**TASK PROMPT:** Please return every line of the records that contains the word "AgentError".

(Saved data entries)
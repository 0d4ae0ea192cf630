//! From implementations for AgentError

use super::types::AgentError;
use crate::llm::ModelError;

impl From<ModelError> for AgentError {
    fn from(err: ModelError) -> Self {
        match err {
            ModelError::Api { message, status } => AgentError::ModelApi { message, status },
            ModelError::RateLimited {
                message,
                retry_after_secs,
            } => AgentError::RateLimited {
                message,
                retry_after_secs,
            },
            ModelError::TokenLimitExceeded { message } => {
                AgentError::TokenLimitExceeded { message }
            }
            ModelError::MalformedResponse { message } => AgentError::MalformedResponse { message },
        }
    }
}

**WRITTEN SOLUTION:**
//! From implementations for AgentError
use super::types::AgentError;
impl From<ModelError> for AgentError {
            ModelError::Api { message, status } => AgentError::ModelApi { message, status },
            } => AgentError::RateLimited {
                AgentError::TokenLimitExceeded { message }
            ModelError::MalformedResponse { message } => AgentError::MalformedResponse { message },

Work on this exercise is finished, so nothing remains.